Histological type | n | Span-1 (%) | Ypan-1 (%) |
WMDAC | 41 | 35 (85.4) | 29 (70.7) |
PDAC | 37 | 12 (48.6)b | 17 (45.9) |
SRCC | 15 | 12 (80.0) | 13 (86.7) |
MAC | 17 | 15 (88.2) | 13 (76.5) |
The Span-1 antibody stained the apical aspect of the epithelial cells; the basal aspect was usually not stained (Figure 2). Ypan-1 staining was found mainly in the mucus of goblet cells (Figure 3). The staining rates are shown in Table 2. The expression rate of Span-1 in the IM with CSG specimens was significantly lower than the rate in the dysplasia specimens and the IM with CAG specimens. The differences in Span-1 staining among the dysplasia, IM with GC, IM with CAG and IM with GU specimens were not significant. The only significant difference in Ypan-1 staining was a higher rate in dysplasia than in IM with CSG.

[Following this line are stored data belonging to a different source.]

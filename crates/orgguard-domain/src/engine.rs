use crate::accepted_risks::AcceptedRiskTree;
use crate::lookup::OrgLookup;
use crate::policy::AuditRunConfig;
use crate::rules::{PartialRuleResult, PolicyRule, RuleContext, RuleResolver};
use futures::FutureExt;
use futures::future::join_all;
use orgguard_types::{
    AuditPolicyResult, MutedViolation, PolicyKind, PolicyRuleExecutionResult,
    RuleComponentMessage,
};
use std::any::Any;
use std::collections::{BTreeMap, BTreeSet};
use std::panic::AssertUnwindSafe;
use time::OffsetDateTime;
use tracing::{debug, warn};

/// Inputs for evaluating one policy.
pub struct PolicyRun<'a, E> {
    pub kind: PolicyKind,
    pub config: &'a AuditRunConfig,
    pub entities: &'a BTreeMap<String, E>,
    pub rules: &'a dyn RuleResolver<E>,
    pub accepted_risks: &'a AcceptedRiskTree,
    pub org: &'a dyn OrgLookup,
    pub now: OffsetDateTime,
}

/// Resolve and run every rule of a policy, then apply accepted risks.
///
/// Rules run concurrently. The result does not depend on the order in which they complete:
/// rule results are keyed by name and every message list is sorted.
pub async fn run_policy<E: Send + Sync>(run: PolicyRun<'_, E>) -> AuditPolicyResult {
    let Some(policy) = run.config.policy(run.kind).filter(|p| p.enabled) else {
        return AuditPolicyResult::disabled();
    };

    let resolved = run.rules.resolve(&policy.rules);
    for skip in &resolved.skipped {
        debug!(policy = %run.kind, rule = %skip.name, "rule skipped: {}", skip.reason);
    }
    for err in &resolved.resolve_errors {
        warn!(policy = %run.kind, rule = %err.name, "rule not resolved: {}", err.message);
    }

    let ctx = RuleContext {
        policy: run.kind,
        entities: run.entities,
        config: run.config,
        org: run.org,
        now: run.now,
    };
    let partials = join_all(
        resolved
            .enabled
            .iter()
            .map(|rule| execute_rule(rule.as_ref(), &ctx)),
    )
    .await;

    let audited_entities: Vec<String> = run.entities.keys().cloned().collect();
    let executed_rules: BTreeMap<String, PolicyRuleExecutionResult> = partials
        .into_iter()
        .map(|partial| {
            let result = finalize_rule(partial, run.kind, run.accepted_risks, &audited_entities);
            (result.rule_name.clone(), result)
        })
        .collect();

    // Vacuously compliant when no rule ran.
    let is_compliant = executed_rules.values().all(|r| r.is_compliant);

    AuditPolicyResult {
        is_compliant,
        enabled: true,
        executed_rules,
        skipped_rules: resolved.skipped,
        resolve_errors: resolved.resolve_errors,
        audited_entities,
    }
}

/// Run one rule, turning errors and panics into entries of its own `errors` list.
async fn execute_rule<E>(rule: &dyn PolicyRule<E>, ctx: &RuleContext<'_, E>) -> PartialRuleResult {
    let name = rule.name().to_string();
    let failure = match AssertUnwindSafe(rule.run(ctx)).catch_unwind().await {
        Ok(Ok(mut partial)) => {
            partial.rule_name = name;
            return partial;
        }
        Ok(Err(err)) => err.to_string(),
        Err(payload) => format!("rule {name} panicked: {}", panic_message(payload.as_ref())),
    };

    warn!(policy = %ctx.policy, rule = %name, "rule execution failed: {failure}");
    let mut partial = PartialRuleResult::new(&name);
    partial.errors.push(RuleComponentMessage {
        identifier: Vec::new(),
        message: failure,
    });
    partial
}

fn panic_message(payload: &(dyn Any + Send)) -> String {
    if let Some(s) = payload.downcast_ref::<&str>() {
        (*s).to_string()
    } else if let Some(s) = payload.downcast_ref::<String>() {
        s.clone()
    } else {
        "unknown panic payload".to_string()
    }
}

/// Apply accepted risks to a rule's output and compute its compliance.
pub fn finalize_rule(
    partial: PartialRuleResult,
    kind: PolicyKind,
    accepted_risks: &AcceptedRiskTree,
    audited_entities: &[String],
) -> PolicyRuleExecutionResult {
    let mut violations = Vec::new();
    let mut muted_violations = Vec::new();
    for violation in partial.violations {
        match accepted_risks.is_muted(kind, violation.identifier.as_slice()) {
            Some(reason) => {
                muted_violations.push(MutedViolation::from_violation(violation, reason))
            }
            None => violations.push(violation),
        }
    }

    let mut warnings = partial.warnings;
    let mut errors = partial.errors;
    violations.sort();
    muted_violations.sort();
    warnings.sort();
    errors.sort();

    let violated: BTreeSet<&str> = violations.iter().filter_map(|v| v.entity()).collect();
    let violated_entities: Vec<String> = violated.iter().map(|s| s.to_string()).collect();
    let compliant_entities: Vec<String> = audited_entities
        .iter()
        .filter(|e| !violated.contains(e.as_str()))
        .cloned()
        .collect();

    PolicyRuleExecutionResult {
        rule_name: partial.rule_name,
        is_compliant: violations.is_empty(),
        violations,
        muted_violations,
        warnings,
        errors,
        compliant_entities,
        violated_entities,
    }
}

When the IM specimens were classified into types I (n = 156), II (n = 82) and III (n = 105), based on mucin and histological parameters, the expression rates of both antigens in type III IM were significantly higher than the rates in types I and II. The expression rates of both Span-1 and Ypan-1 were similar between IM types I and II (Table 3).
The expression of both Span-1 and Ypan-1 in different grades of IM is shown in Table 4. There were significant differences in Span-1 expression between the mild, moderate and severe grades of IM. In addition, the Ypan-1 expression rates in severe and moderate IM were significantly higher than the rate in mild IM.
The expression of both Span-1 and Ypan-1 in normal adult and fetal gastric, intestinal and colonic mucosa was essentially negative or occasionally weak, except for fetal intestinal mucosa which was strongly stained (90.0%, 60.0%) for both antigens (Table 5).
Mucosa | n | Span-1 (%) | Ypan-1 (%) |
Normal adult | |||
Gastric | 20 | 0 | 0 |
Intestinal | 15 | 0 | 1 (6.7) |
Colonic | 20 | 0 | 4 (20.0) |
Fetal | |||
Gastric | 10 | 0 | 0 |
Intestinal | 10 | 6 (60.0) | 9 (90.0) |
Colonic | 10 | 0 | 2 (20.0) |
Span-1 is a high molecular weight glycoprotein recognized by a mAb produced against the human pancreatic cell line SW 1990[8]. Preliminary studies revealed a high sensitivity (81.3%-90.0%) of the mAb for human pancreatic cancers[9]. Recent immunohistochemical studies using the Span-1 mAb showed 89%, 67% and 62% positive staining of cancer specimens from the pancreas, stomach and colon, respectively[5]. Similar to Span-1, Ypan-1 is recognized by a murine mAb produced against the human pancreatic cancer cell line Capan-2. The Ypan-1 mAb showed immunoreactivity with formalin-fixed specimens of pancreatic (89%), gastric (90%), and colonic (46%) cancers[6]. However, a comprehensive survey of the Span-1 and Ypan-1 antigens in GC and its precursors has not been performed.
Our data firmly showed that both Span-1 and Ypan-1 are highly expressed in the different types of GC, except for PDAC which had a significantly lower expression rate. Both SRCC and MAC expressed the antigens to the same extent as WMDAC.
It is interesting that early GC lesions expressed as much Span-1 and Ypan-1 as did the advanced lesions, and that a considerable percentage of premalignant lesions such as dysplasia and IM also strongly expressed the antigens. Normal adult gastric mucosa was entirely negative for the immunoreactivity of both antigens. These facts lead us to believe that both Span-1 and Ypan-1 might be useful for the detection of early lesions of GC and its precursors.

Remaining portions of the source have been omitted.